[Source data]
----

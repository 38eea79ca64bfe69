use std::fmt;

use glam::Vec2;

/// Unique identifier for any entity tracked by the simulation.
#[derive(Clone, Copy, Debug, PartialEq, Eq, PartialOrd, Ord, Hash)]
#[cfg_attr(feature = "serde", derive(serde::Serialize, serde::Deserialize))]
pub struct EntityId(pub u32);

impl EntityId {
    /// Reserved identifier for the player character enemies chase.
    pub const PLAYER: Self = Self(0);

    /// Returns true if this entity represents the player.
    #[inline]
    pub const fn is_player(self) -> bool {
        self.0 == Self::PLAYER.0
    }
}

impl Default for EntityId {
    fn default() -> Self {
        Self::PLAYER
    }
}

impl fmt::Display for EntityId {
    fn fmt(&self, f: &mut fmt::Formatter<'_>) -> fmt::Result {
        write!(f, "#{}", self.0)
    }
}

/// Non-owning handle to the entity an enemy tracks.
///
/// Resolved once at spawn. The handle itself never dangles; whether the
/// entity behind it still exists is answered by [`crate::TargetLookup`].
#[derive(Clone, Copy, Debug, PartialEq, Eq, Hash)]
#[cfg_attr(feature = "serde", derive(serde::Serialize, serde::Deserialize))]
pub struct TargetRef(pub EntityId);

impl TargetRef {
    pub const PLAYER: Self = Self(EntityId::PLAYER);

    pub fn entity(self) -> EntityId {
        self.0
    }
}

impl fmt::Display for TargetRef {
    fn fmt(&self, f: &mut fmt::Formatter<'_>) -> fmt::Result {
        write!(f, "target {}", self.0)
    }
}

/// Discrete grid position expressed in tile coordinates.
///
/// Tiles are one world unit wide and a tile's world coordinate is its centre,
/// so `Position::new(2, 3)` sits at `Vec2::new(2.0, 3.0)`.
#[derive(Clone, Copy, Debug, PartialEq, Eq, PartialOrd, Ord, Hash)]
#[cfg_attr(feature = "serde", derive(serde::Serialize, serde::Deserialize))]
pub struct Position {
    pub x: i32,
    pub y: i32,
}

impl Position {
    pub const ORIGIN: Self = Self { x: 0, y: 0 };

    pub fn new(x: i32, y: i32) -> Self {
        Self { x, y }
    }

    /// World coordinate of the tile centre.
    pub fn to_world(self) -> Vec2 {
        Vec2::new(self.x as f32, self.y as f32)
    }

    /// Tile containing a world coordinate (nearest centre).
    pub fn from_world(point: Vec2) -> Self {
        Self::new(point.x.round() as i32, point.y.round() as i32)
    }
}

impl Default for Position {
    fn default() -> Self {
        Self::ORIGIN
    }
}

impl fmt::Display for Position {
    fn fmt(&self, f: &mut fmt::Formatter<'_>) -> fmt::Result {
        write!(f, "({}, {})", self.x, self.y)
    }
}

/// RGBA colour multiplier applied to the actor's sprite.
#[derive(Clone, Copy, Debug, PartialEq)]
#[cfg_attr(feature = "serde", derive(serde::Serialize, serde::Deserialize))]
pub struct Tint {
    pub r: f32,
    pub g: f32,
    pub b: f32,
    pub a: f32,
}

impl Tint {
    pub const WHITE: Self = Self::rgba(1.0, 1.0, 1.0, 1.0);
    pub const RED: Self = Self::rgba(1.0, 0.0, 0.0, 1.0);

    pub const fn rgba(r: f32, g: f32, b: f32, a: f32) -> Self {
        Self { r, g, b, a }
    }
}

impl Default for Tint {
    fn default() -> Self {
        Self::WHITE
    }
}
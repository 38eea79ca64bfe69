pub mod common;
pub mod enemy;

pub use common::{EntityId, Position, TargetRef, Tint};
pub use enemy::{EnemyState, Liveness};
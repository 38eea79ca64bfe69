//! The enemy actor: state plus the two processes that mutate it.
//!
//! - [`Enemy::decide_and_act`] (`turns`) runs once per discrete turn and either
//!   steps one tile, attacks the target, or rests.
//! - [`Enemy::apply_damage`] and [`Enemy::tick`] (`damage`) resolve hits and
//!   drive the knockback animation one frame at a time.
//!
//! Both processes share the same position and tint but never run within the
//! same call, so the owner serializes them simply by owning the `Enemy`.
mod damage;
mod errors;
mod turns;

#[cfg(test)]
mod testing;

pub use errors::EnemyError;
pub use turns::TurnOutcome;

use glam::Vec2;

use crate::animation::KnockbackAnimation;
use crate::config::EnemyConfig;
use crate::state::{EnemyState, EntityId, Position, TargetRef, Tint};

/// A single hostile grid actor.
#[derive(Clone, Debug)]
pub struct Enemy {
    state: EnemyState,
    animation: KnockbackAnimation,
    config: EnemyConfig,
}

impl Enemy {
    /// Spawns an enemy on `cell`, tracking `target`.
    ///
    /// The base tint is captured here and restored after every knockback.
    pub fn spawn(id: EntityId, cell: Position, target: TargetRef, config: EnemyConfig) -> Self {
        Self {
            state: EnemyState::new(id, cell, target, &config),
            animation: KnockbackAnimation::Idle,
            config,
        }
    }

    pub fn id(&self) -> EntityId {
        self.state.id
    }

    pub fn state(&self) -> &EnemyState {
        &self.state
    }

    pub fn position(&self) -> Vec2 {
        self.state.position
    }

    /// Grid cell the enemy occupies. While a knockback is in flight this is
    /// the anchor's cell, not the cell nearest the displaced position.
    pub fn cell(&self) -> Position {
        self.animation
            .anchor()
            .map(Position::from_world)
            .unwrap_or_else(|| self.state.cell())
    }

    pub fn hit_points(&self) -> i32 {
        self.state.hit_points
    }

    pub fn tint(&self) -> Tint {
        self.state.tint
    }

    pub fn skip_move(&self) -> bool {
        self.state.skip_move
    }

    pub fn is_alive(&self) -> bool {
        self.state.is_alive()
    }

    pub fn animation(&self) -> &KnockbackAnimation {
        &self.animation
    }

    pub fn config(&self) -> &EnemyConfig {
        &self.config
    }

    fn ensure_alive(&self) -> Result<(), EnemyError> {
        if self.state.is_alive() {
            Ok(())
        } else {
            Err(EnemyError::AlreadyDestroyed(self.state.id))
        }
    }
}
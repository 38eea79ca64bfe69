//! Authoritative enemy state representation.
//!
//! This module owns the data structures that describe a single enemy and the
//! value types shared with its collaborators. Runtime layers read this state
//! but mutate it exclusively through [`crate::engine::Enemy`].
pub mod types;

pub use types::{EnemyState, EntityId, Liveness, Position, TargetRef, Tint};
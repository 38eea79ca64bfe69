//! Runtime orchestration for the enemy simulation.
//!
//! This crate hosts [`game_core::Enemy`] actors in a concrete world: a bounded
//! grid with walls and occupancy, a player target, randomized feedback and a
//! turn scheduler. A single simulation worker owns that world and processes
//! turn and frame commands one at a time, so the two cadences never
//! interleave. Consumers embed [`Runtime`] and talk to it through
//! [`RuntimeHandle`].
//!
//! Modules are organized by responsibility:
//! - [`runtime`] hosts the orchestrator and builder
//! - [`api`] exposes the types downstream clients interact with
//! - [`events`] provides topic-based event bus for flexible event routing
//! - [`world`] implements the collaborators enemies are driven through
//! - `workers` keeps background tasks internal to the crate
pub mod api;
pub mod events;
pub mod runtime;
pub mod world;

mod workers;

pub use api::{Result, RuntimeError, RuntimeHandle};
pub use events::{AnimationEvent, CombatEvent, Event, EventBus, Topic, TurnEvent};
pub use runtime::{Runtime, RuntimeBuilder, RuntimeConfig};
pub use world::{
    EnemySnapshot, FeedbackCue, FrameReport, GridWorld, PlayerTarget, RandomizedFeedback,
    TargetSlot, TurnReport, TurnScheduler, World, WorldSnapshot,
};
//! Damage application.

use super::KnockbackDirection;

/// Result of a hit that was accepted.
#[derive(Clone, Copy, Debug, PartialEq, Eq)]
#[cfg_attr(feature = "serde", derive(serde::Serialize, serde::Deserialize))]
pub enum DamageOutcome {
    /// The enemy is still standing and knocked back (unless the attacker
    /// shares its position, in which case `knockback` is `None`).
    Survived {
        remaining: i32,
        knockback: Option<KnockbackDirection>,
    },
    /// Hit points reached zero. The enemy has been removed.
    Destroyed,
}

impl DamageOutcome {
    pub fn is_destroyed(&self) -> bool {
        matches!(self, DamageOutcome::Destroyed)
    }
}

/// Apply damage to current hit points.
///
/// Hit points may go negative; callers check [`is_lethal`].
pub fn apply_damage(current_hp: i32, damage: i32) -> i32 {
    current_hp.saturating_sub(damage)
}

pub fn is_lethal(hit_points: i32) -> bool {
    hit_points <= 0
}
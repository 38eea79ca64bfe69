//! Scripted player that walks toward the nearest enemy and hits it.

use std::time::Duration;

use anyhow::{Context, Result};
use tracing::info;

use game_content::{Encounter, EnemySpawn, PlayerSpawn};
use game_core::{CardinalDirection, EntityKind, MoveOutcome, Position, step_toward};
use runtime::{EnemySnapshot, Runtime, RuntimeHandle, WorldSnapshot};

/// How a scripted run ended.
#[derive(Clone, Copy, Debug, PartialEq, Eq)]
pub enum Ending {
    AllEnemiesDestroyed,
    PlayerStarved,
    OutOfTurns,
}

/// Arena used when no encounter file is configured.
pub fn default_encounter() -> Encounter {
    Encounter::new(
        7,
        7,
        PlayerSpawn {
            position: Position::new(0, 0),
            food: 60,
        },
    )
    .with_wall(Position::new(2, 2))
    .with_wall(Position::new(3, 2))
    .with_wall(Position::new(4, 4))
    .with_enemy(EnemySpawn::at(Position::new(6, 6)))
    .with_enemy(EnemySpawn::at(Position::new(5, 1)))
}

fn distance(a: Position, b: Position) -> i32 {
    (a.x - b.x).abs() + (a.y - b.y).abs()
}

fn nearest_enemy(snapshot: &WorldSnapshot, from: Position) -> Option<&EnemySnapshot> {
    snapshot
        .enemies
        .iter()
        .filter(|enemy| enemy.state.is_alive())
        .min_by_key(|enemy| distance(from, enemy.cell))
}

/// Steps toward `to`, sliding sideways when a wall is in the way.
async fn walk_toward(
    handle: &RuntimeHandle,
    from: Position,
    to: Position,
) -> Result<(CardinalDirection, MoveOutcome)> {
    let primary = step_toward(from.to_world(), to.to_world());
    let sidesteps = CardinalDirection::ALL
        .into_iter()
        .filter(|direction| direction.is_vertical() != primary.is_vertical());

    let mut last = (primary, MoveOutcome::BlockedBy(EntityKind::Wall));
    for direction in std::iter::once(primary).chain(sidesteps) {
        let outcome = handle.move_player(direction).await?;
        last = (direction, outcome);
        if outcome != MoveOutcome::BlockedBy(EntityKind::Wall) {
            break;
        }
    }
    Ok(last)
}

/// Plays up to `turns` rounds: the player moves or attacks, then every enemy
/// takes its turn.
pub async fn play(
    runtime: &Runtime,
    turns: u32,
    player_damage: i32,
    pause: Duration,
) -> Result<Ending> {
    let handle = runtime.handle();

    for round in 1..=turns {
        let snapshot = handle.snapshot().await?;
        let Some(player) = snapshot.player else {
            return Ok(Ending::PlayerStarved);
        };
        let Some(target) = nearest_enemy(&snapshot, player.cell()) else {
            return Ok(Ending::AllEnemiesDestroyed);
        };

        let enemy = target.state.id;
        if distance(player.cell(), target.cell) == 1 {
            let outcome = handle
                .apply_damage(enemy, player_damage, player.cell().to_world())
                .await
                .with_context(|| format!("player attack on {enemy} failed"))?;
            info!(round, %enemy, ?outcome, "player attacks");
        } else {
            let (direction, outcome) = walk_toward(&handle, player.cell(), target.cell).await?;
            info!(round, %direction, ?outcome, "player moves");
        }

        let report = runtime.step().await?;
        info!(
            round,
            acted = report.actions.len(),
            skipped = report.skipped.len(),
            "enemy turn done"
        );

        tokio::time::sleep(pause).await;
    }

    Ok(Ending::OutOfTurns)
}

----

What you will do: Your task is to retype the entries verbatim, starting with the line that holds "pub fn apply_damage(current_hp: i32, damage: i32)" and stopping after the line that holds "use tracing::info;".

Problem solution:
pub fn apply_damage(current_hp: i32, damage: i32) -> i32 {
    current_hp.saturating_sub(damage)
}

pub fn is_lethal(hit_points: i32) -> bool {
    hit_points <= 0
}
repository 38eea79ca64bfe69
//! Scripted player that walks toward the nearest enemy and hits it.

use std::time::Duration;

use anyhow::{Context, Result};
use tracing::info;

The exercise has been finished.